Part 3: Filter Design and Implementation
Class 18: Linear phase FIR filters
Class 19: FIR filter design: least squares and window design methods
Class 20: FIR filter design: Chebyschev approximation
Class 21 Classical IIR designs
Class 22: Impulse invariance, bilinear transform and frequency transformation.
Class 23: IIR design using least squares
Class 24: Filter structures
Class 25: Quantization effects

 

Part 4: Other Topics and Applications (time permitting)
Class 26: Oversampling and sigma-delta converters.
Class 27: Sample-rate conversion
Class 28: Introduction to adaptive filtering

 

Course Objectives:

The objective of this course is to provide a basic introduction to the theory of digital signal processing (DSP).
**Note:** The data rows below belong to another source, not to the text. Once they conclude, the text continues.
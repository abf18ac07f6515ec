use std::fmt;
use std::str::FromStr;

use chrono::{DateTime, NaiveDate, Utc};
use schemars::JsonSchema;
use serde::{Deserialize, Serialize};

use crate::metadata::RelationMetadata;

/// Declares a closed string enum with its wire names.
///
/// Every value round-trips through `as_str`/`FromStr`, and parsing is
/// case-insensitive so that collaborator output like `likes` is accepted.
macro_rules! closed_enum {
    (
        $(#[$meta:meta])*
        $name:ident { $($variant:ident => $wire:literal),+ $(,)? }
    ) => {
        $(#[$meta])*
        #[derive(Debug, Clone, Copy, PartialEq, Eq, Hash, Serialize, Deserialize, JsonSchema)]
        pub enum $name {
            $(
                #[serde(rename = $wire)]
                $variant,
            )+
        }

        impl $name {
            pub const ALL: &'static [$name] = &[$($name::$variant),+];

            pub fn as_str(&self) -> &'static str {
                match self {
                    $($name::$variant => $wire,)+
                }
            }
        }

        impl fmt::Display for $name {
            fn fmt(&self, f: &mut fmt::Formatter<'_>) -> fmt::Result {
                f.write_str(self.as_str())
            }
        }

        impl FromStr for $name {
            type Err = String;

            fn from_str(s: &str) -> Result<Self, Self::Err> {
                let needle = s.trim();
                $name::ALL
                    .iter()
                    .copied()
                    .find(|v| v.as_str().eq_ignore_ascii_case(needle))
                    .ok_or_else(|| s.to_string())
            }
        }
    };
}

closed_enum! {
    /// Closed set of canonical relation kinds
    RelationKind {
        Likes => "LIKES",
        Dislikes => "DISLIKES",
        Loves => "LOVES",
        Hates => "HATES",
        Prefers => "PREFERS",
        HasTrait => "HAS_TRAIT",
        HasSkill => "HAS_SKILL",
        Fears => "FEARS",
        Avoids => "AVOIDS",
        Believes => "BELIEVES",
        Values => "VALUES",
        IdentifiesAs => "IDENTIFIES_AS",
        Knows => "KNOWS",
        FriendOf => "FRIEND_OF",
        FamilyOf => "FAMILY_OF",
        PartnerOf => "PARTNER_OF",
        WorksWith => "WORKS_WITH",
        CaresFor => "CARES_FOR",
        Experienced => "EXPERIENCED",
        Plans => "PLANS",
    }
}

/// Metadata shape a relation kind accepts
#[derive(Debug, Clone, Copy, PartialEq, Eq)]
pub enum KindFamily {
    Preference,
    Trait,
    Skill,
    Fear,
    Belief,
    Identity,
    Social,
    Caregiving,
    Event,
}

impl RelationKind {
    pub fn family(&self) -> KindFamily {
        use RelationKind::*;
        match self {
            Likes | Dislikes | Loves | Hates | Prefers => KindFamily::Preference,
            HasTrait => KindFamily::Trait,
            HasSkill => KindFamily::Skill,
            Fears | Avoids => KindFamily::Fear,
            Believes | Values => KindFamily::Belief,
            IdentifiesAs => KindFamily::Identity,
            Knows | FriendOf | FamilyOf | PartnerOf | WorksWith => KindFamily::Social,
            CaresFor => KindFamily::Caregiving,
            Experienced | Plans => KindFamily::Event,
        }
    }
}

closed_enum! {
    /// Temporal status of a fact
    FactStatus {
        Current => "current",
        Past => "past",
        Future => "future",
        Aspiration => "aspiration",
    }
}

impl Default for FactStatus {
    fn default() -> Self {
        FactStatus::Current
    }
}

closed_enum! {
    Intensity {
        Weak => "weak",
        Medium => "medium",
        Strong => "strong",
        VeryStrong => "very_strong",
    }
}

closed_enum! {
    /// Provenance of a canonical fact
    FactSource {
        Manual => "manual",
        AiExtraction => "ai_extraction",
        QuestionMode => "question_mode",
        VoiceNote => "voice_note",
        Import => "import",
    }
}

closed_enum! {
    /// Review state of a staged extraction; everything but `pending` is terminal
    ReviewStatus {
        Pending => "pending",
        Approved => "approved",
        Rejected => "rejected",
        Edited => "edited",
    }
}

impl ReviewStatus {
    pub fn is_terminal(&self) -> bool {
        !matches!(self, ReviewStatus::Pending)
    }
}

closed_enum! {
    PersonClassification {
        Primary => "primary",
        Mentioned => "mentioned",
        Placeholder => "placeholder",
    }
}

closed_enum! {
    PersonStatus {
        Active => "active",
        Archived => "archived",
        Deceased => "deceased",
        Placeholder => "placeholder",
        Merged => "merged",
    }
}

closed_enum! {
    CompletenessLevel {
        Minimal => "minimal",
        Partial => "partial",
        Complete => "complete",
    }
}

closed_enum! {
    ImportanceLevel {
        Low => "low",
        Medium => "medium",
        High => "high",
    }
}

/// Identity record of someone the owner knows
#[derive(Debug, Clone, Serialize, Deserialize, PartialEq)]
pub struct Person {
    pub id: String,
    #[serde(rename = "userId")]
    pub user_id: String,
    pub name: String,
    #[serde(skip_serializing_if = "Option::is_none")]
    pub nickname: Option<String>,
    pub classification: PersonClassification,
    pub completeness: CompletenessLevel,
    pub importance: ImportanceLevel,
    pub status: PersonStatus,
    #[serde(rename = "dateOfBirth", skip_serializing_if = "Option::is_none")]
    pub date_of_birth: Option<NaiveDate>,
    /// Canonical id once this record has been merged away
    #[serde(rename = "mergedInto", skip_serializing_if = "Option::is_none")]
    pub merged_into: Option<String>,
    #[serde(rename = "createdAt")]
    pub created_at: DateTime<Utc>,
}

impl Person {
    /// Merged records are inert and never offered as lookup targets
    pub fn is_lookup_target(&self) -> bool {
        self.status != PersonStatus::Merged
    }
}

/// Input for creating a person manually
#[derive(Debug, Clone, Default, Serialize, Deserialize, JsonSchema)]
pub struct NewPerson {
    pub name: String,
    #[serde(default)]
    pub nickname: Option<String>,
    #[serde(default)]
    pub classification: Option<PersonClassification>,
    #[serde(default)]
    pub importance: Option<ImportanceLevel>,
    #[serde(default, rename = "dateOfBirth")]
    pub date_of_birth: Option<NaiveDate>,
}

impl NewPerson {
    pub fn named(name: impl Into<String>) -> Self {
        Self {
            name: name.into(),
            ..Default::default()
        }
    }

    pub fn with_nickname(mut self, nickname: impl Into<String>) -> Self {
        self.nickname = Some(nickname.into());
        self
    }
}

/// Free-text entry written by the owner
#[derive(Debug, Clone, Serialize, Deserialize, PartialEq)]
pub struct Story {
    pub id: String,
    #[serde(rename = "userId")]
    pub user_id: String,
    #[serde(skip_serializing_if = "Option::is_none")]
    pub title: Option<String>,
    #[serde(rename = "storyDate", skip_serializing_if = "Option::is_none")]
    pub story_date: Option<NaiveDate>,
    pub content: String,
    #[serde(rename = "aiProcessed")]
    pub ai_processed: bool,
    /// Serialized record of the last extraction run
    #[serde(rename = "extraction", skip_serializing_if = "Option::is_none")]
    pub extraction: Option<serde_json::Value>,
    #[serde(rename = "createdAt")]
    pub created_at: DateTime<Utc>,
}

#[derive(Debug, Clone, Default, Serialize, Deserialize, JsonSchema)]
pub struct NewStory {
    pub content: String,
    #[serde(default)]
    pub title: Option<String>,
    #[serde(default, rename = "storyDate")]
    pub story_date: Option<NaiveDate>,
}

/// Relationship-fact payload shared by staged and canonical records
#[derive(Debug, Clone, Serialize, Deserialize, PartialEq)]
pub struct FactDraft {
    #[serde(rename = "subjectId")]
    pub subject_id: String,
    #[serde(rename = "relationKind")]
    pub relation_kind: RelationKind,
    #[serde(rename = "objectLabel")]
    pub object_label: String,
    #[serde(rename = "objectType", skip_serializing_if = "Option::is_none")]
    pub object_type: Option<String>,
    #[serde(skip_serializing_if = "Option::is_none")]
    pub intensity: Option<Intensity>,
    pub confidence: f64,
    #[serde(skip_serializing_if = "Option::is_none")]
    pub category: Option<String>,
    pub metadata: RelationMetadata,
    #[serde(default)]
    pub status: FactStatus,
    #[serde(rename = "validFrom", skip_serializing_if = "Option::is_none")]
    pub valid_from: Option<NaiveDate>,
    #[serde(rename = "validTo", skip_serializing_if = "Option::is_none")]
    pub valid_to: Option<NaiveDate>,
    /// Story the draft was extracted from
    #[serde(rename = "storyId", skip_serializing_if = "Option::is_none")]
    pub story_id: Option<String>,
}

/// Canonical graph edge
#[derive(Debug, Clone, Serialize, Deserialize, PartialEq)]
pub struct RelationshipFact {
    pub id: String,
    #[serde(rename = "userId")]
    pub user_id: String,
    #[serde(flatten)]
    pub fact: FactDraft,
    pub source: FactSource,
    #[serde(rename = "deletedAt", skip_serializing_if = "Option::is_none")]
    pub deleted_at: Option<DateTime<Utc>>,
    #[serde(rename = "createdAt")]
    pub created_at: DateTime<Utc>,
}

/// Staged candidate fact awaiting review
#[derive(Debug, Clone, Serialize, Deserialize, PartialEq)]
pub struct PendingExtraction {
    pub id: String,
    #[serde(rename = "userId")]
    pub user_id: String,
    pub payload: FactDraft,
    #[serde(rename = "reviewStatus")]
    pub review_status: ReviewStatus,
    #[serde(rename = "reviewReason", skip_serializing_if = "Option::is_none")]
    pub review_reason: Option<String>,
    #[serde(rename = "reviewNote", skip_serializing_if = "Option::is_none")]
    pub review_note: Option<String>,
    #[serde(rename = "reviewedAt", skip_serializing_if = "Option::is_none")]
    pub reviewed_at: Option<DateTime<Utc>>,
    #[serde(rename = "createdAt")]
    pub created_at: DateTime<Utc>,
}

impl PendingExtraction {
    pub fn confidence(&self) -> f64 {
        self.payload.confidence
    }
}

/// Caller-supplied corrections for edit-then-approve
#[derive(Debug, Clone, Default, Serialize, Deserialize, JsonSchema)]
pub struct FactOverrides {
    #[serde(default, rename = "relationKind")]
    pub relation_kind: Option<String>,
    #[serde(default, rename = "objectLabel")]
    pub object_label: Option<String>,
    #[serde(default)]
    pub intensity: Option<String>,
    #[serde(default)]
    pub category: Option<String>,
}

#[cfg(test)]
mod tests {
    use super::*;

    #[test]
    fn relation_kinds_form_a_closed_set_of_twenty() {
        assert_eq!(RelationKind::ALL.len(), 20);
        for kind in RelationKind::ALL {
            assert_eq!(kind.as_str().parse::<RelationKind>(), Ok(*kind));
        }
    }

    #[test]
    fn parsing_is_case_insensitive_but_closed() {
        assert_eq!("likes".parse::<RelationKind>(), Ok(RelationKind::Likes));
        assert_eq!(" Has_Skill ".parse::<RelationKind>(), Ok(RelationKind::HasSkill));
        assert!("ADORES".parse::<RelationKind>().is_err());
        assert!("sometimes".parse::<FactStatus>().is_err());
    }

    #[test]
    fn only_pending_is_non_terminal() {
        assert!(!ReviewStatus::Pending.is_terminal());
        assert!(ReviewStatus::Approved.is_terminal());
        assert!(ReviewStatus::Rejected.is_terminal());
        assert!(ReviewStatus::Edited.is_terminal());
    }

    #[test]
    fn kind_families_cover_fear_and_identity() {
        assert_eq!(RelationKind::Fears.family(), KindFamily::Fear);
        assert_eq!(RelationKind::IdentifiesAs.family(), KindFamily::Identity);
        assert_eq!(RelationKind::CaresFor.family(), KindFamily::Caregiving);
    }
}
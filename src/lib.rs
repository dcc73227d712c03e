//! enas-micro - Efficient Neural Architecture Search
//!
//! A reinforcement-learning search loop over convolutional-style cell
//! architectures: a recurrent controller pair proposes normal and reduction
//! cells, child networks built from the sampled cells are trained with
//! shared weights, and child validation accuracy feeds back as the
//! controller reward.
//!
//! # Modules
//!
//! - [`cell`] - Cell search space (operations, node specs, cell pairs)
//! - [`controller`] - Architecture sampling policies (REINFORCE + baseline)
//! - [`graph`] - Macro-template and cell-pair resolution into a buildable graph
//! - [`weights`] - Shared weight bank accumulated across search epochs
//! - [`child`] - Child network building, training and evaluation
//! - [`record`] - Append-only training record (the resumability contract)
//! - [`search`] - The search orchestrator and final-training entry point
//! - [`utils`] - SGDR schedule and batching helpers

pub mod error;

pub mod cell;
pub mod controller;
pub mod graph;
pub mod weights;
pub mod child;
pub mod record;
pub mod search;
pub mod utils;

pub use error::{EnasError, Result};

/// Re-export commonly used types
pub mod prelude {
    pub use crate::error::{EnasError, Result};

    pub use crate::cell::{
        Cell, CellPair, CellType, NodeSpec, OperationType, SearchSpace, SearchSpaceConfig,
    };

    pub use crate::controller::{
        ArchTargets, CellDistribution, ControllerConfig, Policy, RnnPolicy,
    };

    pub use crate::graph::{ArchitectureGraph, CellGraphBuilder, GraphBuilder};

    pub use crate::weights::WeightBank;

    pub use crate::child::{
        ChildConfig, ChildNetwork, ChildNetworkFactory, ChildTrainer, DataSet, TrainSchedule,
        TrainerFactory,
    };

    pub use crate::record::{RecordLog, RecordRow};

    pub use crate::search::{
        BestState, EnasSearch, EpochOutcome, SearchConfig, SearchOrchestrator, SearchReport,
    };

    pub use crate::utils::sgdr_learning_rate;
}
/// Drives the search epoch loop and owns all cross-epoch state: the two
/// controller policies, the shared weight bank, best-state bookkeeping and
/// the resumable on-disk record.
pub struct SearchOrchestrator<P: Policy, F: TrainerFactory> {
    config: SearchConfig,
    space: SearchSpace,
    builder: CellGraphBuilder,
    normal_policy: P,
    reduction_policy: P,
    factory: F,
    bank: WeightBank,
    best: BestState,
    record: RecordLog,
    history: Vec<EpochOutcome>,
    train_data: DataSet,
    test_data: DataSet,
    rng: Xoshiro256PlusPlus,
}

impl EnasSearch {
    /// Orchestrator with the default recurrent policies and child-network
    /// factory. The child input dimension is taken from the data.
    pub fn new(mut config: SearchConfig, train_data: DataSet, test_data: DataSet) -> Result<Self> {
        config.child.input_dim = train_data.x.ncols();
        let space = SearchSpace::new(config.space.clone());
        let normal = RnnPolicy::new(
            "normal_controller",
            space.num_nodes(),
            space.num_opers(),
            config.controller.clone(),
        );
        let reduction = RnnPolicy::new(
            "reduction_controller",
            space.num_nodes(),
            space.num_opers(),
            config.controller.clone(),
        );
        let factory = ChildNetworkFactory::new(config.child.clone());
        Self::with_components(config, train_data, test_data, normal, reduction, factory)
    }
}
I assume a familiarity with the Fourier and Laplace transforms and concepts such as linearity and shift invariance that are used in the description and analysis of linear analog systems. Much of what we do extends these ideas to the field of discrete-time systems. Major parts of the course will concentrate on signal analysis using Fourier transforms, linear system analysis, Filter design and a few more advanced topics. In the first part of the course we will study the discrete Fourier transform and its properties. We will also study the sampling theorem and the relationship between continuous and discrete time transforms. We will see how discrete time, linear shift invariant systems can be characterized using linear difference equations and the impulse response and show how tools such as the z-transform and discrete Fourier transform can be used in the design and analysis of such systems. We will then study the design and implementation of digital filters. I will also try to include some topical material: how do 1-bit A/D converters work?, why is the DCT used in JPEG image compression?, what are adaptive filters? While this course deals largely with the theory of DSP, we will use a powerful software package, MATLAB, to look at applications of this theory, particularly Fourier analysis and digital filter design.

 

Course Outcomes:

The students will be able to:
1. Analyze signals and systems using the discrete time and discrete Fourier transforms. Understand the effects of windowing and zeropadding of data.
2. Determine appropriate antialiasing, sampling and reconstruction procedures to sample and reconstruct analog signals with finite bandwidth.
3. Understand how and why one would use other unitary transforms to represent discrete-time signals.
4. Analyze a discrete time system for linearity, stability, causality and shift invariance.
5. Transform the representation of linear shift invariant systems between linear difference equations, system functions, frequency response and impulse response.
6. Recognize and analyze the different basic digital filter types: low and high pass, bandpass and bandstop, differentiator, integrator, Hilbert transformer, IIR, FIR, linear phase, and minimum phase.
7. Design FIR linear phase filters to meet a given specification using Matlab with an understanding of the underlying principles of the different design methods including least squares and Chebyshev approximation.
8. Design IIR filters to meet a given specification using Matlab with an understanding of the underlying principles of the different design methods including transformation of classical analog prototypes using impulse invariance and bilinear transforms.
9. Understand the potential effects of coefficient quantization and system implementation on the performance of digital filters.
10. Understand the principles underlying oversampling techniques and one-bit (sigma-delta) A/D and D/A converters.
11. Solve DSP problems using the Matlab programming environment.

 

Projects:

Students complete 8-10 homeworks during the semester. 50% of these involve significant use of Matlab to solve filter design and signal analysis problems and to investigate the application of the material described to signal and image analysis.